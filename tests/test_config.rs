use std::path::PathBuf;

use bandcmp::{
    Result,
    BandConfig,
    config::DEFAULT_COLOUR,
};
use tempdir::TempDir;


macro_rules! get_fpath_in_current_dir {
    ($fname:expr) => {{
        let mut path = PathBuf::from(file!());
        path.pop();
        path.push($fname);
        path
    }}
}


#[test]
fn test_read_toml_config() -> Result<()> {
    let cfg = BandConfig::from_file(&get_fpath_in_current_dir!("band.toml"))?;

    assert_eq!(cfg.fermi_level, 5.6431);
    assert_eq!(cfg.yrange, [-6.0, 4.0]);
    assert_eq!(cfg.figsize(), [5.0, 4.0]);
    assert_eq!(cfg.klabels, vec!["G", "X", "W"]);
    assert_eq!(cfg.wann_band, Some(PathBuf::from("wannier90_band.dat")));
    assert_eq!(cfg.wann_colour(), "#ff6978");
    assert_eq!(cfg.seedname, None);
    Ok(())
}


#[test]
fn test_toml_missing_required() -> Result<()> {
    let tmpdir = TempDir::new("bandcmp_test")?;
    let fname = tmpdir.path().join("band.toml");
    std::fs::write(&fname, "yrange = [-1.0, 1.0]\n")?;

    assert!(BandConfig::from_file(&fname).is_err());
    Ok(())
}


#[test]
fn test_read_key_value_config() -> Result<()> {
    let tmpdir = TempDir::new("bandcmp_test")?;
    let fname = tmpdir.path().join("band.in");
    std::fs::write(&fname, "\
fermi_level 6.2
yrange -6 4
seedname silicon
filband bands.dat.gnu
ppfile bands.out
klabels L G X
")?;

    let cfg = BandConfig::from_file(&fname)?;
    assert_eq!(cfg.seedname.as_deref(), Some("silicon"));
    assert_eq!(cfg.filband, Some(PathBuf::from("bands.dat.gnu")));
    assert_eq!(cfg.ppfile, Some(PathBuf::from("bands.out")));
    assert_eq!(cfg.colour(), DEFAULT_COLOUR);
    assert!(cfg.wann_band.is_none());
    Ok(())
}


#[test]
fn test_read_missing_config() {
    assert!(BandConfig::from_file(&get_fpath_in_current_dir!("band.missing")).is_err());
}
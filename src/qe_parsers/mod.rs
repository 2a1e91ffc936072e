pub mod bandsx;
pub mod common;
pub mod vasp;
pub mod qe;
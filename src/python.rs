//! Python bindings via PyO3.
//!
//! Grids cross the boundary as numpy `uint32` arrays of shape `(rows, cols)`
//! holding packed `0xRRGGBB` pixels. Parameters are validated here and raise
//! `ValueError` when out of range.

use numpy::{IntoPyArray, PyArray2, PyReadonlyArray2};
use pyo3::exceptions::{PyIOError, PyValueError};
use pyo3::prelude::*;
use rand::rngs::StdRng;
use rand::SeedableRng;

use crate::error::FilterError;
use crate::filters::{blur, compare, core, edge, green_screen, rotate, scatter};
use crate::grid::PixelGrid;
use crate::params::{BlurParams, EdgeParams, GreenScreenParams, Point, RotateParams, ScatterParams};

impl From<FilterError> for PyErr {
    fn from(err: FilterError) -> PyErr {
        match err {
            FilterError::Io(_) => PyIOError::new_err(err.to_string()),
            _ => PyValueError::new_err(err.to_string()),
        }
    }
}

fn to_grid(image: &PyReadonlyArray2<'_, u32>) -> PixelGrid {
    PixelGrid::from(image.as_array())
}

fn to_py<'py>(py: Python<'py>, grid: PixelGrid) -> Bound<'py, PyArray2<u32>> {
    grid.into_array().into_pyarray(py)
}

/// Scatter pixels by random offsets of up to `degree` (1-100).
#[pyfunction]
#[pyo3(signature = (image, degree, seed=None))]
pub fn scatter_image<'py>(
    py: Python<'py>,
    image: PyReadonlyArray2<'py, u32>,
    degree: i64,
    seed: Option<u64>,
) -> PyResult<Bound<'py, PyArray2<u32>>> {
    let params = ScatterParams::new(degree)?;
    let mut rng = match seed {
        Some(seed) => StdRng::seed_from_u64(seed),
        None => StdRng::from_entropy(),
    };
    let result = scatter::scatter(&to_grid(&image), params.degree, &mut rng);
    Ok(to_py(py, result))
}

/// Black/white edge map; `threshold` must be at least 1.
#[pyfunction]
pub fn edge_detect<'py>(
    py: Python<'py>,
    image: PyReadonlyArray2<'py, u32>,
    threshold: i64,
) -> PyResult<Bound<'py, PyArray2<u32>>> {
    let params = EdgeParams::new(threshold)?;
    let result = edge::edge_detect(&to_grid(&image), params.threshold);
    Ok(to_py(py, result))
}

/// Composite `sticker` onto `background` with its corner at `(row, col)`.
#[pyfunction]
pub fn green_screen_image<'py>(
    py: Python<'py>,
    background: PyReadonlyArray2<'py, u32>,
    sticker: PyReadonlyArray2<'py, u32>,
    row: i64,
    col: i64,
    tolerance: i64,
) -> PyResult<Bound<'py, PyArray2<u32>>> {
    let params = GreenScreenParams::new(Point::try_new(row, col)?, tolerance)?;
    let result = green_screen::green_screen(
        &to_grid(&background),
        &to_grid(&sticker),
        params.origin,
        params.tolerance,
    );
    Ok(to_py(py, result))
}

/// Number of pixels that differ between two images.
#[pyfunction]
pub fn count_differing_pixels(
    a: PyReadonlyArray2<'_, u32>,
    b: PyReadonlyArray2<'_, u32>,
) -> usize {
    compare::count_differing_pixels(&to_grid(&a), &to_grid(&b))
}

/// Rotate by `angle` degrees (0-360).
#[pyfunction]
pub fn rotate_image<'py>(
    py: Python<'py>,
    image: PyReadonlyArray2<'py, u32>,
    angle: f64,
) -> PyResult<Bound<'py, PyArray2<u32>>> {
    let params = RotateParams::new(angle)?;
    let result = rotate::rotate(&to_grid(&image), params.angle);
    Ok(to_py(py, result))
}

/// Gaussian blur with the given integer radius (0 is a no-op).
#[pyfunction]
pub fn gaussian_blur<'py>(
    py: Python<'py>,
    image: PyReadonlyArray2<'py, u32>,
    radius: i64,
) -> PyResult<Bound<'py, PyArray2<u32>>> {
    let params = BlurParams::new(radius)?;
    let result = blur::gaussian_blur(&to_grid(&image), params.radius);
    Ok(to_py(py, result))
}

/// Normalized 1D Gaussian kernel of length `2 * radius + 1`.
#[pyfunction]
pub fn gaussian_kernel(radius: i64) -> PyResult<Vec<f64>> {
    let params = BlurParams::new(radius)?;
    Ok(core::gaussian_kernel_for_radius(params.radius))
}

/// Parse a `"(row,col)"` string into a tuple.
#[pyfunction]
pub fn parse_point(text: &str) -> PyResult<(usize, usize)> {
    let point: Point = text.parse()?;
    Ok((point.row, point.col))
}

/// Fauxtoshop extension module
#[pymodule]
pub fn fauxtoshop(m: &Bound<'_, PyModule>) -> PyResult<()> {
    m.add_function(wrap_pyfunction!(scatter_image, m)?)?;
    m.add_function(wrap_pyfunction!(edge_detect, m)?)?;
    m.add_function(wrap_pyfunction!(green_screen_image, m)?)?;
    m.add_function(wrap_pyfunction!(count_differing_pixels, m)?)?;
    m.add_function(wrap_pyfunction!(rotate_image, m)?)?;
    m.add_function(wrap_pyfunction!(gaussian_blur, m)?)?;
    m.add_function(wrap_pyfunction!(gaussian_kernel, m)?)?;
    m.add_function(wrap_pyfunction!(parse_point, m)?)?;
    Ok(())
}
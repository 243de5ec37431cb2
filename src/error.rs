//! Error types shared by parameter validation, grid construction and image I/O.

use thiserror::Error;

pub type Result<T> = std::result::Result<T, FilterError>;

#[derive(Debug, Error)]
pub enum FilterError {
    #[error("{name} must be at least {min}, got {value}")]
    BelowMinimum {
        name: &'static str,
        value: f64,
        min: f64,
    },

    #[error("{name} must be between {min} and {max}, got {value}")]
    OutOfRange {
        name: &'static str,
        value: f64,
        min: f64,
        max: f64,
    },

    #[error("Invalid point {0:?}, expected \"(row,col)\"")]
    InvalidPoint(String),

    #[error("Point ({row}, {col}) must not be negative")]
    NegativePoint { row: i64, col: i64 },

    #[error("Pixel buffer of length {len} does not match {rows}x{cols}")]
    Shape { rows: usize, cols: usize, len: usize },

    #[cfg(feature = "cli")]
    #[error("Image error: {0}")]
    Image(#[from] image::ImageError),

    #[error("IO error: {0}")]
    Io(#[from] std::io::Error),
}
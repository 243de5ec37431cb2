//! Scatter filter: per-pixel random resampling.
//!
//! Each output pixel copies a source pixel at a random offset of up to
//! `degree` rows and columns. Offsets landing outside the grid are redrawn.

use rand::Rng;

use crate::grid::PixelGrid;

/// Full-window draws tried before falling back to the clipped window.
pub const MAX_REJECTION_ATTEMPTS: usize = 64;

/// Scatter pixels by random offsets in `[-degree, degree]` on both axes.
///
/// Offsets are rejection sampled over the full window. After
/// [`MAX_REJECTION_ATTEMPTS`] misses the offset is drawn from the window
/// clipped to the grid. Rows and columns are independent, so the clipped draw
/// has the same distribution as rejection sampling and always terminates.
///
/// # Arguments
/// * `src` - Source grid
/// * `degree` - Maximum offset, expected in 1-100
/// * `rng` - Random source
///
/// # Returns
/// Grid with the same dimensions whose every pixel comes from `src`
pub fn scatter<R: Rng>(src: &PixelGrid, degree: usize, rng: &mut R) -> PixelGrid {
    let (rows, cols) = src.dim();
    let mut output = src.clone();
    let d = degree as isize;
    let mut fallbacks = 0usize;

    for r in 0..rows {
        for c in 0..cols {
            let (ri, ci) = (r as isize, c as isize);
            let mut sampled = None;

            for _ in 0..MAX_REJECTION_ATTEMPTS {
                let dr = rng.gen_range(-d..=d);
                let dc = rng.gen_range(-d..=d);
                if let Some(p) = src.get(ri + dr, ci + dc) {
                    sampled = Some(p);
                    break;
                }
            }

            let pixel = match sampled {
                Some(p) => p,
                None => {
                    fallbacks += 1;
                    let sr = rng.gen_range((ri - d).max(0)..=(ri + d).min(rows as isize - 1));
                    let sc = rng.gen_range((ci - d).max(0)..=(ci + d).min(cols as isize - 1));
                    src[(sr as usize, sc as usize)]
                }
            };

            output.set(r, c, pixel);
        }
    }

    if fallbacks > 0 {
        tracing::debug!(fallbacks, degree, "scatter used clipped window");
    }

    output
}
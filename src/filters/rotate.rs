//! Arbitrary-angle rotation by inverse mapping.
//!
//! For each output cell `(r, c)` the source cell is
//!
//! ```text
//! sr = floor(-(c * sin a) + (r + cos a) + rows / 2)
//! sc = floor(c * cos a + r * sin a)
//! ```
//!
//! with `rows / 2` in integer arithmetic. This is not a rotation about the
//! image center; the mapping is kept as-is because it defines the filter's
//! expected output. Cells mapping outside the source are filled white.

use crate::grid::PixelGrid;
use crate::pixel::WHITE;

/// Source cell sampled for output cell `(r, c)`.
#[inline]
pub fn source_coordinate(r: usize, c: usize, rows: usize, sin: f64, cos: f64) -> (isize, isize) {
    let (rf, cf) = (r as f64, c as f64);
    let half_rows = (rows / 2) as f64;
    let sr = (-(cf * sin) + (rf + cos) + half_rows).floor();
    let sc = (cf * cos + rf * sin).floor();
    (sr as isize, sc as isize)
}

/// Rotate a grid by `angle_degrees`.
///
/// # Arguments
/// * `src` - Source grid
/// * `angle_degrees` - Angle in degrees, expected in 0-360
///
/// # Returns
/// Grid with the same dimensions, unmapped cells `WHITE`
pub fn rotate(src: &PixelGrid, angle_degrees: f64) -> PixelGrid {
    let (rows, cols) = src.dim();
    let (sin, cos) = angle_degrees.to_radians().sin_cos();
    let mut output = PixelGrid::filled(rows, cols, WHITE);

    for r in 0..rows {
        for c in 0..cols {
            let (sr, sc) = source_coordinate(r, c, rows, sin, cos);
            if let Some(p) = src.get(sr, sc) {
                output.set(r, c, p);
            }
        }
    }

    output
}
//! Fauxtoshop
//!
//! Pixel-level image filters over grids of packed 24-bit RGB pixels, with an
//! optional command line front end and Python bindings via PyO3.
//!
//! ## Image Format
//! A [`PixelGrid`] is a `(rows, cols)` array of `u32` values laid out as
//! `0xRRGGBB`. Indexing is `(row, col)`, i.e. `(y, x)`. There is no alpha.
//!
//! ## Filter Architecture
//! Filters are pure functions: they read one grid (two for green screen and
//! compare) and return a new one with the same dimensions. Parameters are
//! validated up front by the types in [`params`], and [`pipeline::Filter`]
//! ties an operation to its parameters for dispatch.
//!
//! ## Features
//! - `cli` (default): the `fauxtoshop` binary and image file I/O in [`io`]
//! - `python`: the `fauxtoshop` Python extension module

pub mod error;
pub mod filters;
pub mod grid;
pub mod params;
pub mod pipeline;
pub mod pixel;

#[cfg(feature = "cli")]
pub mod io;

#[cfg(feature = "python")]
mod python;

#[cfg(feature = "python")]
pub use python::fauxtoshop;

pub use error::{FilterError, Result};
pub use grid::PixelGrid;
pub use params::Point;
pub use pipeline::{apply_batch, Filter, FilterKind, FilterOutput};
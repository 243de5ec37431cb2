use std::path::{Path, PathBuf};

use anyhow::{bail, Context};
use clap::{Args, Parser, Subcommand};
use tracing_subscriber::{layer::SubscriberExt, util::SubscriberInitExt};

use fauxtoshop::io::{load_grid, save_grid};
use fauxtoshop::params::{
    BlurParams, EdgeParams, GreenScreenParams, Point, RotateParams, ScatterParams,
};
use fauxtoshop::{apply_batch, Filter};

#[derive(Parser)]
#[command(name = "fauxtoshop")]
#[command(about = "Apply pixel filters to images")]
struct Cli {
    #[command(subcommand)]
    command: Commands,
}

#[derive(Args)]
struct Io {
    /// Images to process
    #[arg(required = true)]
    inputs: Vec<PathBuf>,

    /// Output file for a single input, or output directory for several
    #[arg(short, long)]
    output: Option<PathBuf>,
}

#[derive(Subcommand)]
enum Commands {
    /// Move every pixel by a random offset
    Scatter {
        /// Maximum offset in pixels (1-100)
        #[arg(short, long)]
        degree: i64,

        /// Seed for reproducible output
        #[arg(long)]
        seed: Option<u64>,

        #[command(flatten)]
        io: Io,
    },
    /// Black/white edge map
    Edges {
        /// Channel difference that counts as an edge (>= 1)
        #[arg(short, long)]
        threshold: i64,

        #[command(flatten)]
        io: Io,
    },
    /// Overlay another image, treating near-green pixels as transparent
    GreenScreen {
        /// Image to superimpose
        #[arg(short, long)]
        sticker: PathBuf,

        /// Tolerance for pure green (1-100)
        #[arg(short, long)]
        tolerance: i64,

        /// Upper left corner of the sticker as "(row,col)"
        #[arg(long, default_value = "(0,0)")]
        at: Point,

        #[command(flatten)]
        io: Io,
    },
    /// Count pixels that differ from another image
    Compare {
        /// Image to compare with
        #[arg(long)]
        other: PathBuf,

        /// Images to compare
        #[arg(required = true)]
        inputs: Vec<PathBuf>,
    },
    /// Rotate by an angle in degrees
    Rotate {
        /// Angle in degrees (0-360)
        #[arg(short, long)]
        angle: f64,

        #[command(flatten)]
        io: Io,
    },
    /// Gaussian blur
    Blur {
        /// Blur radius in pixels (>= 0)
        #[arg(short, long)]
        radius: i64,

        #[command(flatten)]
        io: Io,
    },
}

fn main() -> anyhow::Result<()> {
    tracing_subscriber::registry()
        .with(
            tracing_subscriber::EnvFilter::try_from_default_env()
                .unwrap_or_else(|_| "fauxtoshop=info".into()),
        )
        .with(tracing_subscriber::fmt::layer().without_time())
        .init();

    let cli = Cli::parse();

    match cli.command {
        Commands::Scatter { degree, seed, io } => {
            let mut params = ScatterParams::new(degree)?;
            if let Some(seed) = seed {
                params = params.with_seed(seed);
            }
            run_filter(Filter::Scatter(params), &io)
        }
        Commands::Edges { threshold, io } => {
            run_filter(Filter::EdgeDetect(EdgeParams::new(threshold)?), &io)
        }
        Commands::GreenScreen {
            sticker,
            tolerance,
            at,
            io,
        } => {
            let params = GreenScreenParams::new(at, tolerance)?;
            let sticker = load_grid(&sticker)
                .with_context(|| format!("Cannot open sticker {}", sticker.display()))?;
            run_filter(Filter::GreenScreen { sticker, params }, &io)
        }
        Commands::Compare { other, inputs } => run_compare(&other, &inputs),
        Commands::Rotate { angle, io } => {
            run_filter(Filter::Rotate(RotateParams::new(angle)?), &io)
        }
        Commands::Blur { radius, io } => {
            run_filter(Filter::GaussianBlur(BlurParams::new(radius)?), &io)
        }
    }
}

fn load_all(paths: &[PathBuf]) -> anyhow::Result<Vec<fauxtoshop::PixelGrid>> {
    paths
        .iter()
        .map(|p| load_grid(p).with_context(|| format!("Cannot open image {}", p.display())))
        .collect()
}

/// Where the result for `input` goes, if anywhere.
fn output_path(io: &Io, input: &Path) -> Option<PathBuf> {
    let output = io.output.as_ref()?;
    if io.inputs.len() == 1 && !output.is_dir() {
        return Some(output.clone());
    }
    input.file_name().map(|name| output.join(name))
}

fn run_filter(filter: Filter, io: &Io) -> anyhow::Result<()> {
    if io.inputs.len() > 1 {
        if let Some(dir) = &io.output {
            if !dir.is_dir() {
                bail!("{} must be a directory when processing several images", dir.display());
            }
        }
    }

    let images = load_all(&io.inputs)?;
    tracing::info!(filter = %filter.kind(), images = images.len(), "applying filter");

    for (input, output) in io.inputs.iter().zip(apply_batch(&filter, &images)) {
        let Some(grid) = output.into_image() else {
            continue;
        };
        match output_path(io, input) {
            Some(path) => save_grid(&grid, &path)
                .with_context(|| format!("Cannot save image {}", path.display()))?,
            None => tracing::info!(input = %input.display(), "no output given, result discarded"),
        }
    }

    Ok(())
}

fn run_compare(other: &Path, inputs: &[PathBuf]) -> anyhow::Result<()> {
    let other_grid =
        load_grid(other).with_context(|| format!("Cannot open image {}", other.display()))?;
    let images = load_all(inputs)?;

    for (input, image) in inputs.iter().zip(&images) {
        if image.dim() != other_grid.dim() {
            tracing::warn!(
                input = %input.display(),
                size = ?image.dim(),
                other_size = ?other_grid.dim(),
                "image sizes differ, cells outside the overlap count as different"
            );
        }
    }

    let filter = Filter::Compare { other: other_grid };
    for (input, output) in inputs.iter().zip(apply_batch(&filter, &images)) {
        if let Some(summary) = output.summary() {
            println!("{}: {}", input.display(), summary);
        }
    }

    Ok(())
}

#[cfg(test)]
mod tests {
    use super::*;
    use clap::CommandFactory;

    #[test]
    fn test_cli_definition() {
        Cli::command().debug_assert();
    }

    #[test]
    fn test_parse_green_screen_point() {
        let cli = Cli::try_parse_from([
            "fauxtoshop",
            "green-screen",
            "--sticker",
            "s.png",
            "--tolerance",
            "10",
            "--at",
            "(3,4)",
            "in.png",
        ])
        .unwrap();
        match cli.command {
            Commands::GreenScreen { at, tolerance, .. } => {
                assert_eq!(at, Point::new(3, 4));
                assert_eq!(tolerance, 10);
            }
            _ => panic!("Expected GreenScreen"),
        }
    }

    #[test]
    fn test_output_path_single_file() {
        let io = Io {
            inputs: vec![PathBuf::from("a.png")],
            output: Some(PathBuf::from("out-not-a-dir.png")),
        };
        assert_eq!(
            output_path(&io, Path::new("a.png")),
            Some(PathBuf::from("out-not-a-dir.png"))
        );
    }

    #[test]
    fn test_output_path_directory() {
        let dir = tempfile::tempdir().unwrap();
        let io = Io {
            inputs: vec![PathBuf::from("x/a.png"), PathBuf::from("x/b.png")],
            output: Some(dir.path().to_path_buf()),
        };
        assert_eq!(
            output_path(&io, Path::new("x/b.png")),
            Some(dir.path().join("b.png"))
        );
    }

    #[test]
    fn test_no_output() {
        let io = Io {
            inputs: vec![PathBuf::from("a.png")],
            output: None,
        };
        assert_eq!(output_path(&io, Path::new("a.png")), None);
    }
}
━━━━━━━━━━━━━━━━━━━━
▶ [Work required]: Look above for the line with "m.add_function(wrap_pyfunction!(green_screen_image, m)?)?;" and the line with "offset of up to". Write out those two lines and all the lines between them, exactly, and no others.

▶ [Task result]:
    m.add_function(wrap_pyfunction!(green_screen_image, m)?)?;
    m.add_function(wrap_pyfunction!(count_differing_pixels, m)?)?;
    m.add_function(wrap_pyfunction!(rotate_image, m)?)?;
    m.add_function(wrap_pyfunction!(gaussian_blur, m)?)?;
    m.add_function(wrap_pyfunction!(gaussian_kernel, m)?)?;
    m.add_function(wrap_pyfunction!(parse_point, m)?)?;
    Ok(())
}
repository 243de5ec37431cb2
filename src/error.rs
//! Error types shared by parameter validation, grid construction and image I/O.

use thiserror::Error;

pub type Result<T> = std::result::Result<T, FilterError>;

#[derive(Debug, Error)]
pub enum FilterError {
    #[error("{name} must be at least {min}, got {value}")]
    BelowMinimum {
        name: &'static str,
        value: f64,
        min: f64,
    },

    #[error("{name} must be between {min} and {max}, got {value}")]
    OutOfRange {
        name: &'static str,
        value: f64,
        min: f64,
        max: f64,
    },

    #[error("Invalid point {0:?}, expected \"(row,col)\"")]
    InvalidPoint(String),

    #[error("Point ({row}, {col}) must not be negative")]
    NegativePoint { row: i64, col: i64 },

    #[error("Pixel buffer of length {len} does not match {rows}x{cols}")]
    Shape { rows: usize, cols: usize, len: usize },

    #[cfg(feature = "cli")]
    #[error("Image error: {0}")]
    Image(#[from] image::ImageError),

    #[error("IO error: {0}")]
    Io(#[from] std::io::Error),
}
repository 243de5ec37431cb2
//! Scatter filter: per-pixel random resampling.
//!
//! Each output pixel copies a source pixel at a random offset of up to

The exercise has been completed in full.